December 3

Text: Matthew 4:17

Mt 4:17 From that time Jesus began to preach and say, "Repent, for the kingdom of heaven is at hand."  (NASB)

To Matthew, Jesus’ teaching message was kingdom centered.  The first thing that should strike us is the similarity (continuity?) in John’s message and Jesus’ message.  Concerning John’s basic message, Matthew wrote, "Repent, for the kingdom of heaven is at hand" (NASB) (Matthew 3:2).  If it is accepted that John’s message and Jesus’ message came from God, the similarity confirms divine continuity of emphasis.  That would fit Matthew’s emphasis well—an unfolding of God’s intent, not preemptive blocks of emphasis which make God’s past acts an emphasis that is meaningless and irrelevant.

The second thing that should strike us is the variety of ways that Matthew used the word kingdom.  Both John and Jesus taught the kingdom was near.  Jesus proclaimed the gospel (good news) of the kingdom (Matthew 4:23).   The kingdom can be entered (Matthew 5:20).  Abraham, Isaac, and Jacob are in the kingdom (Matthew 8:11).  The kingdom was at that time suffering violence (Matthew 11:12). God’s kingdom “has come upon you” (Matthew 12:28).  The kingdom contains mysteries (Matthew 13:11).  The kingdom is associated with Jesus’ return (Matthew 16:28).  Some are eunuchs for the kingdom’s sake (Matthew 19:12).  Sometimes it is the kingdom of God and sometimes the kingdom of heaven.  It was prepared from the world’s foundation (Matthew 25:34).

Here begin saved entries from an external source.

//! Proposal Wizard State
//!
//! In-memory draft of a proposal while the user walks the 16 steps.
//! Nothing here can fail; network work belongs to the step components.

mod import;
pub mod steps;

use serde::{Deserialize, Serialize};

use crate::accordion::AccordionItem;
use crate::models::TemplateType;
use crate::validation::{validate_step, FieldErrors};
use steps::*;

pub const FIRST_STEP: u8 = 1;
pub const LAST_STEP: u8 = 16;

/// Draft content, one record per step
#[derive(Debug, Clone, PartialEq, Default, Serialize, Deserialize)]
#[serde(default)]
pub struct FormData {
    pub step1: IntroStep,
    pub step2: AboutUsStep,
    pub step3: TeamStep,
    pub step4: ExpertiseStep,
    pub step5: ResultsStep,
    pub step6: ClientsStep,
    pub step7: CtaStep,
    pub step8: TestimonialsStep,
    pub step9: ProcessStep,
    pub step10: InvestmentStep,
    pub step11: DeliverablesStep,
    pub step12: PlansStep,
    pub step13: TermsStep,
    pub step14: FaqStep,
    pub step15: FinalMessageStep,
    pub step16: AccessStep,
}

/// Set the image of the item with `id`, if `items` holds it
fn set_image_in<T: AccordionItem>(items: &mut [T], id: &str, url: &str) -> bool {
    if !T::HAS_IMAGE {
        return false;
    }
    match items.iter_mut().find(|item| item.id() == id) {
        Some(item) => {
            item.set_image(url.to_string());
            true
        }
        None => false,
    }
}

impl FormData {
    /// Error map of the step with the given number
    pub fn step_errors(&self, step: u8) -> FieldErrors {
        match step {
            1 => validate_step(&self.step1),
            2 => validate_step(&self.step2),
            3 => validate_step(&self.step3),
            4 => validate_step(&self.step4),
            5 => validate_step(&self.step5),
            6 => validate_step(&self.step6),
            7 => validate_step(&self.step7),
            8 => validate_step(&self.step8),
            9 => validate_step(&self.step9),
            10 => validate_step(&self.step10),
            11 => validate_step(&self.step11),
            12 => validate_step(&self.step12),
            13 => validate_step(&self.step13),
            14 => validate_step(&self.step14),
            15 => validate_step(&self.step15),
            16 => validate_step(&self.step16),
            _ => FieldErrors::new(),
        }
    }

    /// Lowest step whose record does not validate
    pub fn first_invalid_step(&self) -> Option<u8> {
        (FIRST_STEP..=LAST_STEP).find(|&step| !self.step_errors(step).is_empty())
    }

    /// Store an uploaded image URL on the list item with `id`.
    /// Returns false when no image-bearing item has that id.
    pub fn apply_image(&mut self, id: &str, url: &str) -> bool {
        set_image_in(&mut self.step3.team_members, id, url)
            || set_image_in(&mut self.step5.results, id, url)
            || set_image_in(&mut self.step6.clients, id, url)
            || set_image_in(&mut self.step8.testimonials, id, url)
    }
}

/// Wizard controller state
#[derive(Debug, Clone, PartialEq)]
pub struct WizardState {
    pub current_step: u8,
    pub form_data: FormData,
    pub template_type: Option<TemplateType>,
    pub current_project_id: Option<String>,
    /// Finish request in flight; navigation is locked meanwhile
    pub finishing: bool,
    /// Highest step reached, for the clickable progress indicator
    pub furthest_step: u8,
}

impl Default for WizardState {
    fn default() -> Self {
        Self {
            current_step: FIRST_STEP,
            form_data: FormData::default(),
            template_type: None,
            current_project_id: None,
            finishing: false,
            furthest_step: FIRST_STEP,
        }
    }
}

impl WizardState {
    pub fn new() -> Self {
        Self::default()
    }

    pub fn next_step(&mut self) {
        if self.finishing {
            return;
        }
        self.current_step = (self.current_step + 1).min(LAST_STEP);
        self.furthest_step = self.furthest_step.max(self.current_step);
    }

    pub fn prev_step(&mut self) {
        if self.finishing {
            return;
        }
        self.current_step = self.current_step.saturating_sub(1).max(FIRST_STEP);
    }

    /// Jump to a step already reached. Going forward stops on the first
    /// step on the way that does not validate.
    pub fn go_to(&mut self, step: u8) {
        if self.finishing || step < FIRST_STEP || step > self.furthest_step {
            return;
        }
        self.current_step = if step > self.current_step {
            (self.current_step..step)
                .find(|&n| !self.form_data.step_errors(n).is_empty())
                .unwrap_or(step)
        } else {
            step
        };
    }

    pub fn is_first(&self) -> bool {
        self.current_step == FIRST_STEP
    }

    pub fn is_last(&self) -> bool {
        self.current_step == LAST_STEP
    }

    pub fn step<S: Step>(&self) -> &S {
        S::get(&self.form_data)
    }

    /// Apply a patch to one step record. Fields the patch does not touch,
    /// and every other step, are left as they were.
    pub fn update_form_data<S: Step, F: FnOnce(&mut S)>(&mut self, patch: F) {
        patch(S::get_mut(&mut self.form_data));
    }

    pub fn select_template(&mut self, template: TemplateType) {
        self.template_type = Some(template);
    }

    /// Drop the draft and start over
    pub fn reset_form(&mut self) {
        self.form_data = FormData::default();
        self.current_project_id = None;
        self.current_step = FIRST_STEP;
        self.furthest_step = FIRST_STEP;
        self.finishing = false;
    }

    pub fn begin_finish(&mut self) {
        self.finishing = true;
    }

    /// The finish request returned; on failure the draft is kept as is
    pub fn end_finish(&mut self) {
        self.finishing = false;
    }
}

#[cfg(test)]
mod tests {
    use super::*;
    use crate::items::{Client, TeamMember};

    #[test]
    fn test_update_preserves_siblings_and_other_fields() {
        let mut state = WizardState::new();
        state.update_form_data::<IntroStep, _>(|s| s.company_name = "Estúdio Sol".into());
        state.update_form_data::<AboutUsStep, _>(|s| {
            s.about_us_title = "Título".into();
            s.about_us_subtitle1 = "Sub 1".into();
        });

        state.update_form_data::<AboutUsStep, _>(|s| s.about_us_subtitle2 = "Sub 2".into());

        let about = state.step::<AboutUsStep>();
        assert_eq!(about.about_us_title, "Título");
        assert_eq!(about.about_us_subtitle1, "Sub 1");
        assert_eq!(about.about_us_subtitle2, "Sub 2");
        assert_eq!(state.form_data.step1.company_name, "Estúdio Sol");
        assert_eq!(state.form_data.step3, TeamStep::default());
    }

    #[test]
    fn test_navigation_is_clamped() {
        let mut state = WizardState::new();
        state.prev_step();
        assert_eq!(state.current_step, 1);
        for _ in 0..30 {
            state.next_step();
        }
        assert_eq!(state.current_step, LAST_STEP);
        assert!(state.is_last());
    }

    fn valid_intro(state: &mut WizardState) {
        state.update_form_data::<IntroStep, _>(|s| {
            s.company_name = "Estúdio Sol".into();
            s.company_email = "contato@sol.com.br".into();
            s.page_title = "Propostas que encantam clientes".into();
            s.hide_page_subtitle = true;
            s.cta_button_title = "Fale conosco".into();
        });
    }

    #[test]
    fn test_go_to_only_visited_steps() {
        let mut state = WizardState::new();
        state.next_step();
        state.next_step();
        state.go_to(10);
        assert_eq!(state.current_step, 3);
        state.go_to(1);
        assert_eq!(state.current_step, 1);
    }

    #[test]
    fn test_go_to_forward_stops_on_invalid_step() {
        let mut state = WizardState::new();
        for _ in 0..3 {
            state.next_step();
        }
        state.go_to(1);

        // step 1 is still empty
        state.go_to(4);
        assert_eq!(state.current_step, 1);

        valid_intro(&mut state);
        assert!(state.form_data.step_errors(1).is_empty());
        state.go_to(4);
        assert_eq!(state.current_step, 2);
    }

    #[test]
    fn test_first_invalid_step_covers_every_step() {
        let mut form = FormData::default();
        assert_eq!(form.first_invalid_step(), Some(1));
        assert!(!form.step_errors(16).is_empty());
        assert!(form.step_errors(17).is_empty());

        form.step16.client_name = "Cliente".into();
        let mut state = WizardState { form_data: form, ..WizardState::new() };
        valid_intro(&mut state);
        assert_eq!(state.form_data.first_invalid_step(), Some(2));
    }

    #[test]
    fn test_apply_image_targets_item_by_id() {
        let mut form = FormData::default();
        form.step3.team_members.push(TeamMember::with_id("m1".into(), 0));
        form.step6.clients.push(Client::with_id("c1".into(), 0));

        assert!(form.apply_image("c1", "https://cdn/logo.png"));
        assert_eq!(form.step6.clients[0].image(), Some("https://cdn/logo.png"));
        assert_eq!(form.step3.team_members[0], TeamMember::with_id("m1".into(), 0));
        assert!(!form.apply_image("gone", "https://cdn/x.png"));
    }

    #[test]
    fn test_navigation_locked_while_finishing() {
        let mut state = WizardState::new();
        for _ in 0..15 {
            state.next_step();
        }
        state.update_form_data::<AccessStep, _>(|s| s.client_name = "Cliente".into());
        state.begin_finish();
        state.prev_step();
        assert_eq!(state.current_step, LAST_STEP);

        // failed finish keeps everything
        state.end_finish();
        assert_eq!(state.current_step, LAST_STEP);
        assert_eq!(state.form_data.step16.client_name, "Cliente");
    }

    #[test]
    fn test_reset_clears_draft_and_project() {
        let mut state = WizardState::new();
        state.current_project_id = Some("p1".into());
        state.update_form_data::<TeamStep, _>(|s| {
            s.team_members.push(TeamMember::with_id("m".into(), 0));
        });
        state.next_step();
        state.reset_form();
        assert_eq!(state.form_data, FormData::default());
        assert_eq!(state.current_project_id, None);
        assert_eq!(state.current_step, FIRST_STEP);
    }

    #[test]
    fn test_form_data_serialises_by_step_key() {
        let mut form = FormData::default();
        form.step2.about_us_title = "Sobre".into();
        let json = serde_json::to_value(&form).unwrap();
        assert_eq!(json["step2"]["aboutUsTitle"], "Sobre");
        assert_eq!(json["step16"]["pagePassword"], "");
        assert_eq!(AboutUsStep::KEY, "step2");
        assert_eq!(steps::STEP_TITLES[AccessStep::NUMBER as usize - 1], AccessStep::TITLE);
    }
}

The point: an honest study of the kingdom involves much more than a simple substitution of the word church for the word kingdom.  The common way to be politically ruled in Matthew’s time (and before and after) was by a king with authority over his subjects who were known as the king’s kingdom.  The concept of kingdom may have more to do with who rules us individually rather than the functioning of an institution.  The issue may be more to whom do you belong than to what do you belong.  If we do not belong to the correct who, the what becomes irrelevant.

Suggestion for reflection: Who or what controls who you are on a daily basis?  (Read 1 Peter 3:13-16.)